The client usually uses http.DefaultTransport and this default setting is made for many uses and takes care of things like reusing connections, timing out, and other network settings well for most needs.

But if we must meet specific needs, like choosing a certain TLS version or using a proxy, we would set up a special Transport like so:

client := &http.Client{
    Transport: &http.Transport{
        Proxy: http.ProxyURL(proxyURL),
        TLSClientConfig: &tls.Config{MinVersion: tls.VersionTLS12},
    },
}

HTTP Request

After we’ve learned how to tweak the HTTP client, which changes how all requests it sends work, let’s talk about making changes to individual requests. This is done by adjusting the http.Request object.

Setting headers is a usual thing to do, and we’ve already looked at how to use request.Header.Set for setting the “Content-Type” header.

Let’s go over it again, but this time we’ll add an Authorization header too:

func main() {
	client := http.Client{Timeout: 10 * time.Second}

	requestData := []byte(`{"title": "foo", "body": "bar", "userId": 1}`)
	request, err := http.NewRequest("POST", "https://jsonplaceholder.typicode.com/posts", bytes.NewBuffer(requestData))
	if err != nil {
		log.Fatal(err)
	}
	request.Header.Set("Content-Type", "application/json")
	request.Header.Set("Authorization", "Bearer your-token")

	// ...
}

Now, let’s think about this: we don’t have a direct way to set a timeout for just one request. Let’s say the client usually waits for 10 seconds, but we want it to wait only 5 seconds for a specific request. Can we do that?

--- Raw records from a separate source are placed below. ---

use std::sync::Mutex;

use chrono::{DateTime, Duration, Utc};

/// Source of the current time
///
/// Session expiry is evaluated against this instead of `Utc::now()` directly
/// so tests can pin the clock to an expiry boundary.
pub trait Clock: Send + Sync {
    fn now(&self) -> DateTime<Utc>;
}

/// Wall clock
#[derive(Debug, Default, Clone, Copy)]
pub struct SystemClock;

impl Clock for SystemClock {
    fn now(&self) -> DateTime<Utc> {
        Utc::now()
    }
}

/// Clock that only moves when told to
#[derive(Debug)]
pub struct ManualClock {
    now: Mutex<DateTime<Utc>>,
}

impl ManualClock {
    pub fn new(start: DateTime<Utc>) -> Self {
        Self { now: Mutex::new(start) }
    }

    pub fn set(&self, to: DateTime<Utc>) {
        *self.now.lock().unwrap_or_else(|e| e.into_inner()) = to;
    }

    pub fn advance(&self, by: Duration) {
        let mut now = self.now.lock().unwrap_or_else(|e| e.into_inner());
        *now += by;
    }
}

impl Clock for ManualClock {
    fn now(&self) -> DateTime<Utc> {
        *self.now.lock().unwrap_or_else(|e| e.into_inner())
    }
}

#[cfg(test)]
mod tests {
    use super::*;

    #[test]
    fn test_manual_clock_moves_only_when_told() {
        let start = DateTime::from_timestamp(1_700_000_000, 0).unwrap();
        let clock = ManualClock::new(start);
        assert_eq!(clock.now(), start);

        clock.advance(Duration::hours(24));
        assert_eq!(clock.now(), start + Duration::hours(24));

        clock.set(start);
        assert_eq!(clock.now(), start);
    }
}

Absolutely, we can set that up, but it requires a neat little trick. We use http.NewRequestWithContext to make it happen. Here's the method:

ctx, cancel := context.WithTimeout(context.Background(), 5*time.Second)
defer cancel()

request, err := http.NewRequestWithContext(ctx, "POST", "https://...", bytes.NewBuffer(requestData))

By choosing http.NewRequestWithContext instead of just http.NewRequest, we’re giving it a context as the first thing. The rest of what we put in is the same as withhttp.NewRequest.

“What if the HTTP client and the request each have different timeouts?”

Well, the request’s timeout doesn’t actually change the client’s timeout. This confusion is pretty common, so let’s straighten it out with an example showing how both the client and the request act when their timeouts end:

client := http.Client{
	Timeout: 10 * time.Second,
}
// context deadline exceeded (Client.Timeout exceeded while awaiting headers)

request, err := http.NewRequestWithContext(ctx, "POST", "...", bytes.NewBuffer(requestData))
// context deadline exceeded

Here’s what we need to know: the request stops as soon as the context’s time is up or the http.Client’s timeout is reached, whichever happens first. Remember, it doesn’t make much sense to set a request timeout that’s longer than the client’s timeout. The request timeout should be shorter and it fine-tunes the timing within the client’s larger timeout frame.

Now, look at the error messages closely, especially the one about Client.Timeout. They show us that, behind the scenes, both the client and the request use a context to keep track of timeouts.

Summary

Just to wrap things up, to send a request or set up an HTTP client in Go language, we only need the built-in net/http package. We don’t need outside libraries. Here are the key points:

• The net/http package makes it easy to create and handle HTTP requests and responses. It’s got built-in methods like http.Get for simple tasks, and http.Client for more control and custom options.
• With http.Client, we can really change how requests work — setting timeouts, managing how redirects are handled, taking care of cookies, and changing transport settings for things like TLS or proxies.
• Always use defer to close response bodies to keep things clean and avoid wasting resources.
• We can control the timeout for a specific request with http.NewRequestWithContext, but that request’s timeout can’t be more than what the client’s timeout is set to.